Identification of SDHA germline mutations in sporadic SDHA mutant gastrointestinal stromal tumors (GIST): The need of a genetic counselling.

Abstract

11537 Background: SDH- deficient GIST, as defined by the loss of expression of SDHB, account up to about 10% of all gastric GIST and generally affect younger population. Germline mutations in SDHB, SDHC, and SDHD occur in about 20–30% of SDH- deficient, that may be referred to a hereditary condition known as hereditary GIST-paraganglioma syndrome (Carney-Stratakis Syndrome), whereas germline SDHA mutations have been rarely described in apparently sporadic cases. Currently, even germline testing is recommended for SDH- deficient GIST, there are no clear guidelines for genetic counselling and follow-up of SDH x mutation carriers and relatives, especially for SDHA mutant GIST not yet linked to well-defined hereditary syndrome. The aim of this work was to study the SDHA gene in the normal DNA of patients with SDHA mutant GIST. Methods: Thirteen patients carrying SDHA-mutant GIST were studied (8F/5M). Median age of diagnosis was 45,9 years (range 25-74). All GIST were located in the stomach and 3 patients out 13 presented a metastatic disease. In all cases except one, the GIST was the only cancer presentation and no personal or familial history of cancer was revealed. All cases were negative for SDHB immunohistochemistry. Germline mutations were identified through Sanger sequencing of SDHA in the normal counterpart. Results: Germline mutations were identified in all patients for which normal counterpart was available: 4 cases harboured truncating mutations (S384X, R31X and W119X); 5 cases carried pathogenic missense mutations (G233V, R171H, R589Q, G257A and R600Q) and 2 cases had splice site alterations (c.457-3_457-1 delCAG and c.456+9 C > T). In 8 cases the tumor DNA showed the loss of the corresponding wild-type allele, while in the other 3 cases compound heterozygosity for an additional somatic mutation was detected (R589W, R451C,and R171C).
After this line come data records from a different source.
//! Raw model responses keyed by chunk index, so a rerun does not pay for an
//! LLM call twice.

use anyhow::Result;
use async_trait::async_trait;
use std::collections::HashMap;
use std::path::PathBuf;
use std::sync::Mutex;
use tracing::debug;

#[async_trait]
pub trait ResponseCache: Send + Sync {
    async fn has(&self, chunk_index: usize) -> bool;

    async fn get(&self, chunk_index: usize) -> Result<Option<String>>;

    async fn put(&self, chunk_index: usize, response: &str) -> Result<()>;

    /// Forget every cached response
    async fn clear(&self) -> Result<()>;
}

/// One `chunk_<n>.txt` file per cached response
#[derive(Debug, Clone)]
pub struct FileResponseCache {
    dir: PathBuf,
}

impl FileResponseCache {
    pub fn new(dir: impl Into<PathBuf>) -> Self {
        Self { dir: dir.into() }
    }

    fn path(&self, chunk_index: usize) -> PathBuf {
        self.dir.join(format!("chunk_{}.txt", chunk_index))
    }
}

#[async_trait]
impl ResponseCache for FileResponseCache {
    async fn has(&self, chunk_index: usize) -> bool {
        tokio::fs::metadata(self.path(chunk_index)).await.is_ok()
    }

    async fn get(&self, chunk_index: usize) -> Result<Option<String>> {
        let path = self.path(chunk_index);
        match tokio::fs::read_to_string(&path).await {
            Ok(content) => {
                debug!("Cache hit: {}", path.display());
                Ok(Some(content))
            }
            Err(e) if e.kind() == std::io::ErrorKind::NotFound => Ok(None),
            Err(e) => Err(e.into()),
        }
    }

    async fn put(&self, chunk_index: usize, response: &str) -> Result<()> {
        tokio::fs::create_dir_all(&self.dir).await?;
        tokio::fs::write(self.path(chunk_index), response).await?;
        Ok(())
    }

    async fn clear(&self) -> Result<()> {
        match tokio::fs::remove_dir_all(&self.dir).await {
            Ok(()) => Ok(()),
            Err(e) if e.kind() == std::io::ErrorKind::NotFound => Ok(()),
            Err(e) => Err(e.into()),
        }
    }
}

/// In-process cache for tests and embedders that keep no files
#[derive(Debug, Default)]
pub struct MemoryResponseCache {
    responses: Mutex<HashMap<usize, String>>,
}

impl MemoryResponseCache {
    pub fn new() -> Self {
        Self::default()
    }

    pub fn len(&self) -> usize {
        self.responses.lock().map(|r| r.len()).unwrap_or(0)
    }

    pub fn is_empty(&self) -> bool {
        self.len() == 0
    }
}

#[async_trait]
impl ResponseCache for MemoryResponseCache {
    async fn has(&self, chunk_index: usize) -> bool {
        self.responses
            .lock()
            .map(|r| r.contains_key(&chunk_index))
            .unwrap_or(false)
    }

    async fn get(&self, chunk_index: usize) -> Result<Option<String>> {
        let responses = self
            .responses
            .lock()
            .map_err(|_| anyhow::anyhow!("response cache lock poisoned"))?;
        Ok(responses.get(&chunk_index).cloned())
    }

    async fn put(&self, chunk_index: usize, response: &str) -> Result<()> {
        let mut responses = self
            .responses
            .lock()
            .map_err(|_| anyhow::anyhow!("response cache lock poisoned"))?;
        responses.insert(chunk_index, response.to_string());
        Ok(())
    }

    async fn clear(&self) -> Result<()> {
        self.responses
            .lock()
            .map_err(|_| anyhow::anyhow!("response cache lock poisoned"))?
            .clear();
        Ok(())
    }
}

#[cfg(test)]
mod tests {
    use super::*;
    use tempfile::TempDir;

    #[tokio::test]
    async fn test_file_cache_round_trip() {
        let dir = TempDir::new().unwrap();
        let cache = FileResponseCache::new(dir.path().join("raw"));

        assert!(!cache.has(3).await);
        assert_eq!(cache.get(3).await.unwrap(), None);

        cache.put(3, "[{\"outline\": \"Intro\"}]").await.unwrap();
        assert!(cache.has(3).await);
        assert_eq!(cache.get(3).await.unwrap().as_deref(), Some("[{\"outline\": \"Intro\"}]"));
        assert!(dir.path().join("raw").join("chunk_3.txt").exists());

        cache.clear().await.unwrap();
        assert!(!cache.has(3).await);
        cache.clear().await.unwrap();
    }

    #[tokio::test]
    async fn test_memory_cache_overwrites() {
        let cache = MemoryResponseCache::new();
        cache.put(0, "first").await.unwrap();
        cache.put(0, "second").await.unwrap();

        assert_eq!(cache.len(), 1);
        assert_eq!(cache.get(0).await.unwrap().as_deref(), Some("second"));
        assert!(!cache.has(1).await);

        cache.clear().await.unwrap();
        assert!(cache.is_empty());
    }
}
In 2 patients, unfortunately, normal DNA was not available, however both tumours carried two mutational hits on SDHA (one with heterozygous G419R and E564K, and one with homozygous R585Q). Of note, 5 patients presented un-usaul SDHA related clinical characteristics as were not young adult ( > 50 years-old) or no multifocal GIST. Conclusions: We demonstrated that germline SDHA mutations are highly frequent in SDHA- deficient GIST. Therefore, although a clear syndrome has not been defined, genetic counselling and follow-up of SDHA mutation carriers and relatives should be clarified.